UNM Rainforest Innovations

The Albuquerque Journal released an editorial highlighting UNM Rainforest Innovations’ work as a key driver of economic development in Albuquerque and the organization’s work to develop an ecosystem that fosters innovations, collaboration and entrepreneurship.

See below the Albuquerque Journal Editorial Board’s November 30, 2020 editorial, “A rainforest that works – even in the New Mexico desert,” from the Albuquerque Journal, reprinted below.

Editorial: A rainforest that works – even in the New Mexico desert

BY ALBUQUERQUE JOURNAL EDITORIAL BOARD
Monday, November 30th, 2020 at 12:05am

The rainforest is an ecosystem that nurtures growth.

That’s true in the Amazon where the rainforest functions as the planet’s lungs. And it’s true right here in Albuquerque where the University of New Mexico’s Rainforest Innovations has become what UNM President Garnett Stokes describes as a key driver for the state’s economic engine as it works to take research done at UNM and help bring it to market.

Launched in 1995 as the Science and Technology Corp., it has evolved over the years from a two-person operation into a board with 22 members working to be a catalyst for broad entrepreneurial development in Albuquerque. It has provided critical leadership and support to build Innovate ABQ, the high-tech research and development hub at Central and Broadway.
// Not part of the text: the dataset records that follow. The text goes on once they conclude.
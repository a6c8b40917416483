/*++

Licensed under the Apache-2.0 license.

File Name:

    sign.rs

Abstract:

    File contains the image signing command.

--*/

use crate::config::load_key_config;
use anyhow::Context;
use chaos_image_gen::{ImageGenerator, ImageGeneratorCrypto, SoftGeneratorCrypto};
use clap::ArgMatches;
use std::path::PathBuf;

/// Run the command
pub(crate) fn run_cmd(args: &ArgMatches) -> anyhow::Result<()> {
    let config_path: &PathBuf = args
        .get_one::<PathBuf>("key-config")
        .with_context(|| "key-config arg not specified")?;

    let code_path: &PathBuf = args
        .get_one::<PathBuf>("code")
        .with_context(|| "code arg not specified")?;

    let out_path: &PathBuf = args
        .get_one::<PathBuf>("out")
        .with_context(|| "out arg not specified")?;

    let key = load_key_config(config_path)?.signing_key()?;
    let code = SoftGeneratorCrypto::code_from_file(code_path)?;
    let image = ImageGenerator::new(SoftGeneratorCrypto).generate(&key, &code)?;

    std::fs::write(out_path, &image)
        .with_context(|| format!("Failed to write image {}", out_path.display()))?;
    log::info!(
        "signed {} code bytes into {} ({} bytes)",
        code.len(),
        out_path.display(),
        image.len()
    );
    Ok(())
}
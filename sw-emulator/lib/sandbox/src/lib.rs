/*++

Licensed under the Apache-2.0 license.

File Name:

    lib.rs

Abstract:

    File contains exports for the sandbox executor: a forked child driven
    through ptrace whose only capabilities are the crypto call and exit.

--*/

mod buffer;
mod call;
mod inferior;
#[cfg(all(target_os = "linux", target_arch = "x86_64"))]
mod ptrace;
mod region;
mod sandbox;

pub use buffer::Buffer;
pub use call::{CryptoCall, SandboxCall};
pub use inferior::{Inferior, Stop, SyscallInfo};
#[cfg(all(target_os = "linux", target_arch = "x86_64"))]
pub use ptrace::{ptrace_available, PtraceInferior};
pub use region::{ExecRegion, StackRegion};
pub use sandbox::{CycleOutcome, FailureReason, Sandbox};
/*++

Licensed under the Apache-2.0 license.

File Name:

    bus.rs

Abstract:

    File contains definition of the Bus trait.

--*/

use chaos_error::ChaosError;
use zerocopy::{FromBytes, Immutable, IntoBytes};

#[derive(Debug, Copy, Clone, Eq, PartialEq)]
pub enum BusError {
    /// Load address misaligned exception
    LoadAddrMisaligned,

    /// Load access fault exception
    LoadAccessFault,

    /// Store address misaligned exception
    StoreAddrMisaligned,

    /// Store access fault exception
    StoreAccessFault,
}

impl From<BusError> for ChaosError {
    fn from(err: BusError) -> ChaosError {
        match err {
            BusError::LoadAddrMisaligned => ChaosError::BUS_LOAD_ADDR_MISALIGNED,
            BusError::LoadAccessFault => ChaosError::BUS_LOAD_ACCESS_FAULT,
            BusError::StoreAddrMisaligned => ChaosError::BUS_STORE_ADDR_MISALIGNED,
            BusError::StoreAccessFault => ChaosError::BUS_STORE_ACCESS_FAULT,
        }
    }
}

/// Represents a bounds-checked view of a shared memory region. Offsets are
/// relative to the start of the region; every access outside of it fails
/// without touching memory.
pub trait Bus {
    /// Size of the region in bytes
    fn len(&self) -> usize;

    /// Read `buf.len()` bytes starting at `offset`
    ///
    /// # Arguments
    ///
    /// * `offset` - Offset to read from
    /// * `buf` - Destination buffer
    ///
    /// # Error
    ///
    /// * `BusError::LoadAccessFault` - Range is not fully inside the region
    fn read_bytes(&self, offset: usize, buf: &mut [u8]) -> Result<(), BusError>;

    /// Write `data` starting at `offset`
    ///
    /// # Arguments
    ///
    /// * `offset` - Offset to write
    /// * `data` - Data to write
    ///
    /// # Error
    ///
    /// * `BusError::StoreAccessFault` - Range is not fully inside the region
    fn write_bytes(&self, offset: usize, data: &[u8]) -> Result<(), BusError>;

    /// Fill `len` bytes starting at `offset` with `val`
    fn fill(&self, offset: usize, len: usize, val: u8) -> Result<(), BusError>;

    fn is_empty(&self) -> bool {
        self.len() == 0
    }

    /// Returns true if `[offset, offset + len)` lies inside the region
    fn contains(&self, offset: usize, len: usize) -> bool {
        offset
            .checked_add(len)
            .map(|end| end <= self.len())
            .unwrap_or(false)
    }

    /// Read a plain-old-data value at `offset`
    fn read_obj<T: FromBytes + IntoBytes>(&self, offset: usize) -> Result<T, BusError> {
        let mut val = T::new_zeroed();
        self.read_bytes(offset, val.as_mut_bytes())?;
        Ok(val)
    }

    /// Write a plain-old-data value at `offset`
    fn write_obj<T: IntoBytes + Immutable>(&self, offset: usize, val: &T) -> Result<(), BusError> {
        self.write_bytes(offset, val.as_bytes())
    }
}
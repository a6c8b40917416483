// Licensed under the Apache-2.0 license

use chaos_error::{ChaosError, ChaosResult};

/// Index arithmetic for a power-of-two ring.
///
/// Cursors count modulo `2 * capacity`. The low bits select the slot, and
/// the next bit tells a full ring apart from an empty one.
#[derive(Debug, Clone, Copy, PartialEq, Eq)]
pub struct RingGeometry {
    capacity: u64,
}

impl RingGeometry {
    /// # Arguments
    ///
    /// * `capacity` - Number of slots; must be a non-zero power of two
    pub fn new(capacity: u64) -> ChaosResult<Self> {
        if capacity == 0 || !capacity.is_power_of_two() || capacity > (1 << 62) {
            return Err(ChaosError::DRIVER_MAILBOX_INVALID_CAPACITY);
        }
        Ok(Self { capacity })
    }

    #[inline]
    pub fn capacity(&self) -> u64 {
        self.capacity
    }

    /// Slot that a cursor refers to
    #[inline]
    pub fn slot(&self, cursor: u64) -> u64 {
        cursor & (self.capacity - 1)
    }

    /// Next cursor value
    #[inline]
    pub fn advance(&self, cursor: u64) -> u64 {
        cursor.wrapping_add(1) & ((self.capacity << 1) - 1)
    }

    #[inline]
    pub fn is_empty(&self, head: u64, tail: u64) -> bool {
        head == tail
    }

    #[inline]
    pub fn is_full(&self, head: u64, tail: u64) -> bool {
        (head ^ tail) == self.capacity
    }

    /// Number of occupied slots
    #[inline]
    pub fn occupancy(&self, head: u64, tail: u64) -> u64 {
        tail.wrapping_sub(head) & ((self.capacity << 1) - 1)
    }

    /// Returns true if `tail` is a cursor this ring could have produced
    /// starting from `head`
    #[inline]
    pub fn is_consistent(&self, head: u64, tail: u64) -> bool {
        tail < (self.capacity << 1) && self.occupancy(head, tail) <= self.capacity
    }
}

#[cfg(test)]
mod tests {
    use super::*;
    use proptest::prelude::*;

    #[test]
    fn test_rejects_bad_capacity() {
        assert_eq!(
            RingGeometry::new(0),
            Err(ChaosError::DRIVER_MAILBOX_INVALID_CAPACITY)
        );
        assert_eq!(
            RingGeometry::new(12),
            Err(ChaosError::DRIVER_MAILBOX_INVALID_CAPACITY)
        );
        assert!(RingGeometry::new(1).is_ok());
        assert!(RingGeometry::new(512).is_ok());
    }

    #[test]
    fn test_wraps_at_twice_capacity() {
        let ring = RingGeometry::new(4).unwrap();
        let mut cursor = 0;
        let mut slots = Vec::new();
        for _ in 0..9 {
            slots.push(ring.slot(cursor));
            cursor = ring.advance(cursor);
        }
        assert_eq!(slots, [0, 1, 2, 3, 0, 1, 2, 3, 0]);
        assert_eq!(cursor, 1);
        assert!(ring.is_full(0, 4));
        assert!(ring.is_full(6, 2));
        assert!(!ring.is_full(1, 4));
        assert_eq!(ring.occupancy(6, 2), 4);
    }

    #[test]
    fn test_consistent_cursors() {
        let ring = RingGeometry::new(4).unwrap();
        assert!(ring.is_consistent(0, 0));
        assert!(ring.is_consistent(6, 2));
        assert!(ring.is_consistent(3, 7));
        assert!(!ring.is_consistent(0, 8));
        assert!(!ring.is_consistent(4, 9));
        assert!(!ring.is_consistent(0, 5));
        assert!(!ring.is_consistent(7, 4));
    }

    #[derive(Debug, Clone)]
    enum Op {
        Push,
        Pop,
    }

    fn ops() -> impl Strategy<Value = Vec<Op>> {
        prop::collection::vec(prop_oneof![Just(Op::Push), Just(Op::Pop)], 0..4096)
    }

    proptest! {
        #[test]
        fn test_full_exactly_at_capacity(shift in 0u32..11, ops in ops()) {
            let ring = RingGeometry::new(1 << shift).unwrap();
            let (mut head, mut tail, mut outstanding) = (0u64, 0u64, 0u64);
            for op in ops {
                prop_assert_eq!(ring.is_full(head, tail), outstanding == ring.capacity());
                prop_assert_eq!(ring.is_empty(head, tail), outstanding == 0);
                prop_assert_eq!(ring.occupancy(head, tail), outstanding);
                match op {
                    Op::Push if !ring.is_full(head, tail) => {
                        tail = ring.advance(tail);
                        outstanding += 1;
                    }
                    Op::Pop if !ring.is_empty(head, tail) => {
                        head = ring.advance(head);
                        outstanding -= 1;
                    }
                    _ => {}
                }
                prop_assert!(outstanding <= ring.capacity());
                prop_assert!(ring.is_consistent(head, tail));
                prop_assert!(ring.slot(tail) < ring.capacity());
            }
        }
    }
}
Former UNM President Robert Frank deserves credit for his work in broadening the concept – after his experience with it at the University of Florida – and working aggressively to bring business and political leaders into the effort. And one of the constants in recent years is Lisa Kuuttila, chief economic development officer, and the person who makes the Rainforest a success day in and day out.
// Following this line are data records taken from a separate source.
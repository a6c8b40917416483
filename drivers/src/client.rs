/*++

Licensed under the Apache-2.0 license.

File Name:

    client.rs

Abstract:

    File contains the per-handle control surface: one staging buffer in
    DRAM, requests expressed relative to it, and bounded mappings of it.

--*/

use crate::{ChaosDriver, Resource};
use chaos_api::{ChaosApiError, ChaosRequest};
use chaos_emu_bus::{Bus, SharedMemory};
use chaos_error::{ChaosError, ChaosResult};
use std::sync::Arc;

/// An open handle on the accelerator
pub struct Client {
    driver: Arc<ChaosDriver>,
    buffer: Option<Resource>,
}

impl Client {
    pub fn new(driver: Arc<ChaosDriver>) -> Self {
        Self {
            driver,
            buffer: None,
        }
    }

    /// Allocate the staging buffer; allowed once per client
    ///
    /// # Error
    ///
    /// * `CLIENT_INVALID_SIZE` - `size` is zero
    /// * `CLIENT_BUFFER_EXISTS` - The buffer was already allocated
    /// * `DRIVER_DRAM_NO_SPACE` - DRAM is exhausted
    pub fn allocate_buffer(&mut self, size: usize) -> ChaosResult<()> {
        if size == 0 {
            return Err(ChaosError::CLIENT_INVALID_SIZE);
        }
        if self.buffer.is_some() {
            return Err(ChaosError::CLIENT_BUFFER_EXISTS);
        }
        let buffer = self.driver.pool().allocate(size)?;
        log::debug!(
            "client buffer at {:#x}, {:#x} bytes",
            buffer.offset(),
            buffer.size()
        );
        self.buffer = Some(buffer);
        Ok(())
    }

    /// Size of the staging buffer, if allocated
    pub fn buffer_size(&self) -> Option<usize> {
        self.buffer.as_ref().map(Resource::size)
    }

    /// Run `req`, whose buffer fields are offsets into the staging buffer
    ///
    /// # Returns
    ///
    /// * `ChaosRequest` - `req` with `out_size` set to the bytes produced
    pub fn request(&self, req: &ChaosRequest) -> Result<ChaosRequest, ChaosApiError> {
        let buffer = self.buffer.as_ref().ok_or(ChaosError::CLIENT_NO_BUFFER)?;
        let translate = |offset: u32, size: u32| -> ChaosResult<u32> {
            let end = offset as u64 + size as u64;
            if end > buffer.size() as u64 {
                return Err(ChaosError::CLIENT_INVALID_OFFSET);
            }
            u32::try_from(buffer.offset() as u64 + offset as u64)
                .map_err(|_| ChaosError::CLIENT_INVALID_OFFSET)
        };
        let dev_req = ChaosRequest {
            algo: req.algo,
            input: translate(req.input, req.in_size)?,
            in_size: req.in_size,
            key: translate(req.key, req.key_size)?,
            key_size: req.key_size,
            output: translate(req.output, req.out_size)?,
            out_size: req.out_size,
        };
        let done = self.driver.mailbox().request(&dev_req)?;
        Ok(ChaosRequest {
            out_size: done.out_size,
            ..*req
        })
    }

    /// Map `len` bytes of the staging buffer starting at `offset`
    pub fn map(&self, offset: usize, len: usize) -> ChaosResult<MappedBuffer<'_>> {
        let buffer = self.buffer.as_ref().ok_or(ChaosError::CLIENT_NO_BUFFER)?;
        let end = offset
            .checked_add(len)
            .ok_or(ChaosError::CLIENT_INVALID_MAPPING)?;
        if len == 0 || end > buffer.size() {
            return Err(ChaosError::CLIENT_INVALID_MAPPING);
        }
        Ok(MappedBuffer {
            dram: &**self.driver.dram(),
            base: buffer.offset() + offset,
            len,
        })
    }
}

impl Drop for Client {
    fn drop(&mut self) {
        if let Some(buffer) = self.buffer.take() {
            if let Err(err) = self.driver.pool().free(buffer) {
                log::error!("freeing client buffer failed: {err}");
            }
        }
    }
}

/// Window onto part of a client's staging buffer
pub struct MappedBuffer<'a> {
    dram: &'a SharedMemory,
    base: usize,
    len: usize,
}

impl MappedBuffer<'_> {
    pub fn len(&self) -> usize {
        self.len
    }

    pub fn is_empty(&self) -> bool {
        self.len == 0
    }

    fn check(&self, offset: usize, len: usize) -> ChaosResult<usize> {
        match offset.checked_add(len) {
            Some(end) if end <= self.len => Ok(self.base + offset),
            _ => Err(ChaosError::CLIENT_INVALID_MAPPING),
        }
    }

    /// Copy out of the mapping
    pub fn read(&self, offset: usize, buf: &mut [u8]) -> ChaosResult<()> {
        let start = self.check(offset, buf.len())?;
        Ok(self.dram.read_bytes(start, buf)?)
    }

    /// Copy into the mapping
    pub fn write(&self, offset: usize, data: &[u8]) -> ChaosResult<()> {
        let start = self.check(offset, data.len())?;
        Ok(self.dram.write_bytes(start, data)?)
    }
}

#[cfg(test)]
mod tests {
    use super::*;
    use crate::DriverConfig;
    use chaos_emu_bus::DeviceResources;

    fn driver() -> Arc<ChaosDriver> {
        let config = DriverConfig {
            queue_size: 4,
            ..Default::default()
        };
        let resources = DeviceResources::new(0x1000).unwrap();
        Arc::new(ChaosDriver::new(resources, &config).unwrap())
    }

    #[test]
    fn test_single_buffer() {
        let driver = driver();
        let before = driver.pool().available();
        let mut client = driver.open();

        assert_eq!(
            client.request(&ChaosRequest::default()),
            Err(ChaosApiError::Driver(ChaosError::CLIENT_NO_BUFFER))
        );
        assert_eq!(client.allocate_buffer(0), Err(ChaosError::CLIENT_INVALID_SIZE));
        client.allocate_buffer(0x100).unwrap();
        assert_eq!(
            client.allocate_buffer(0x100),
            Err(ChaosError::CLIENT_BUFFER_EXISTS)
        );
        assert_eq!(client.buffer_size(), Some(0x100));

        let mut other = driver.open();
        assert_eq!(
            other.allocate_buffer(0x1000),
            Err(ChaosError::DRIVER_DRAM_NO_SPACE)
        );

        drop(client);
        drop(other);
        assert_eq!(driver.pool().available(), before);
    }

    #[test]
    fn test_request_offsets_checked() {
        let driver = driver();
        let mut client = driver.open();
        client.allocate_buffer(0x40).unwrap();
        let bad = [
            ChaosRequest {
                input: 0x30,
                in_size: 0x11,
                ..Default::default()
            },
            ChaosRequest {
                key: 0x41,
                ..Default::default()
            },
            ChaosRequest {
                output: u32::MAX,
                out_size: u32::MAX,
                ..Default::default()
            },
        ];
        for req in bad {
            assert_eq!(
                client.request(&req),
                Err(ChaosApiError::Driver(ChaosError::CLIENT_INVALID_OFFSET))
            );
        }
    }

    #[test]
    fn test_mapping_bounds() {
        let driver = driver();
        let mut client = driver.open();
        assert!(client.map(0, 1).is_err());
        client.allocate_buffer(0x20).unwrap();

        assert_eq!(
            client.map(0x10, 0x11).err(),
            Some(ChaosError::CLIENT_INVALID_MAPPING)
        );
        assert_eq!(
            client.map(usize::MAX, 2).err(),
            Some(ChaosError::CLIENT_INVALID_MAPPING)
        );

        let map = client.map(0x10, 0x10).unwrap();
        map.write(0, b"chaos").unwrap();
        assert_eq!(map.write(0xc, b"chaos"), Err(ChaosError::CLIENT_INVALID_MAPPING));

        let whole = client.map(0, 0x20).unwrap();
        let mut out = [0u8; 5];
        whole.read(0x10, &mut out).unwrap();
        assert_eq!(&out, b"chaos");
        assert_eq!(whole.len(), 0x20);
    }
}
The statistics are impressive. Since 1996, STC and its Rainforest Innovations successor have filed 1,628 patent applications and received 754 issued patents based on work by UNM researchers – most from Health Sciences and Engineering. Investors have signed 733 licensing agreements for UNM technology, with 160 startups formed to take inventions to market. Kuuttila says 60% are still in business – a good number in a high-risk entrepreneurial world – and 50 are now active in New Mexico, creating jobs, bringing money into the community and helping diversify the local economy. Meanwhile, royalties to UNM have grown, with the university receiving $25.5 million from 2010-2019.

And it’s about more than money.

The research that can lead to patents and products has the potential to be life-changing. Make that life-saving. Consider the work by UNM’s Angela Wandinger-Ness and supported by Rainforest Innovations to develop a therapeutic for treatment of ovarian cancer.

Her technology is the basis of a startup in Boston called Revere Pharma. The company is in the early stages and fundraising, with a goal of getting to clinical trials in humans.

What would success for just this one project look like?

The Centers for Disease Control and Prevention says ovarian cancer is the second-most common gynecologic cancer in the United States and causes more deaths than any other cancer of the female reproductive system. The American Cancer Society estimates 21,750 women in the U.S. will be diagnosed with ovarian cancer in 2020. The estimated 2020 death toll from ovarian cancer is 13,200.

Imagine what it would mean to have an effective treatment.

Things like analyzing research, obtaining patents and defending against infringement might sound a bit egg-headed and wonky. Then again, Einstein had a touch of that himself.

The point here on the 25th anniversary of science and technology commercialization at UNM is that important work is going on, nurtured today by a Rainforest Innovations ecosystem that stretches possibilities beyond things that were once only in the imagination.

That’s a good thing for Albuquerque, the country and the world.